週刊ベースボールONLINE

ドラフト逸材クローズアップ

皆吉赳翔(矢上高・投手) 町の希望の星となる148キロ右腕「ずっとプロに行きたいと思っていて、それが夢から本当の目標になった」

 

今夏の甲子園で島根の県立校・大社高が93年ぶりに8強進出と快進撃を見せた。前年秋の県大会準決勝で同校から完投勝利(3対2)を挙げた大型右腕は、NPBスカウトから、その将来性を期待されている。
取材・文・写真=井上幸太

矢上高からプロ入りしたのは1998年のドラフトで巨人から5位指名を受けた酒井順也。皆吉には、26年ぶりがかかる


 人口1万人弱の町である、島根県邑南町。島根県の中ほどにある、山々に囲まれた町唯一の高校が、矢上高である。

 山間の県立校が最も甲子園に近づいたのが、1997年。創部初めて夏の決勝に駒を進めた。試合は1対2で浜田高に惜敗。当時の浜田高の主戦だったのが、2年生左腕・和田毅(ソフトバンク)。矢上高も、後にプロに進む選手を擁していた。和田と同じく2年生だった酒井順也だ。

 翌年夏は初戦敗退に終わるも、大型右腕は潜在能力を評価され、巨人から5位指名を受けた。矢上高からのプロ入りは、酒井が最初で最後。だが、26年の時を経て、プロ志望届を提出したのは皆吉赳翔だ。177cm85kgの厚みのある体から、最速148キロを投じる本格派である。

 矢上高は97年夏に準優勝して以降、特に2000年代に入ってからは、県大会の戦績が安定しなかった。08年秋の8強、11年春の3位など、上位に食い込む年もあれば、大会序盤であっさりと姿を消す年もある。地場の好選手が集まれば勝つが、勝ちあぐねることのほうが多い。全国に数多ある“普通の公立校”だった。

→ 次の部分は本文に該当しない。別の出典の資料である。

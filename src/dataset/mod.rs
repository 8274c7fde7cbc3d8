//! Dataset description building and its JSON-LD document.

pub mod builder;
pub mod jsonld;

pub use builder::{BuildError, build, default_name};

 それが、近年は19年秋に優勝で中国大会1勝、23年秋は準優勝。18年秋、21年春、24年春は4強まで勝ち進んでおり、上位常連と呼べる戦いぶり。20年秋は県4位で中国大会に出場し、翌21年のセンバツ21世紀枠の中国地区推薦校になった(09年は県推薦校)。潮目の変化には、17年夏終了後の山本翔監督の就任が、大きく関係している。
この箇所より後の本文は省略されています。